Panelists are being e-mailed our articles on the Society’s financial statements which a CPA says fail to properly reflect net assets since dues are booked as cash rather than as a deferred liability. This is a violation of Section 958-605-25-1 of the Financial Accounting Standards Board.

Other concrete topics that need discussion are the PR surrounding the just-ended Israel/Gaza battle and Russia’s incursions in Ukraine.

Russia's behavior has put Ketchum on the spot, according to reports in NYT and elsewhere.

Massive PR efforts are now taking place on the issue of whether and what war crimes may have been committed in the just ended battle of the people of Gaza and Israel.

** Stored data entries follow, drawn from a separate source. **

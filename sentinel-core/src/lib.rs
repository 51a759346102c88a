//! dhcp-sentinel core library
//!
//! This crate provides the types shared by every part of the rogue DHCP
//! detector: the error taxonomy, hardware addresses, captured packets,
//! interface lookup and the process-wide shutdown signal.

pub mod error;
pub mod interface;
pub mod packet;
pub mod shutdown;
pub mod types;

// Re-export commonly used types
pub use error::{Error, Result};
pub use interface::Interface;
pub use packet::{LinkType, Packet};
pub use shutdown::{Shutdown, ShutdownTrigger};
pub use types::*;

Prime Minister Benjamin Netanyahu spelled out Israel’s position in a nearly hour-long interview with Fox Newscaster Sean Hannity Aug. 7. The link contains a 5,126-word transcript.

Fairness & Accuracy in Media questioned the objectivity of U.S. media in reporting on the conflict. A 13-page article in the Sept. 1 New Yorker explored the influence of the American Israel Public Affairs Committee on the U.S. Congress.

The panel should look at the communications of both sides and judge whether the high standards of the Society’s Code are being followed including promises of “fair dealing” and “protecting and advancing the free flow of accurate and truthful information.”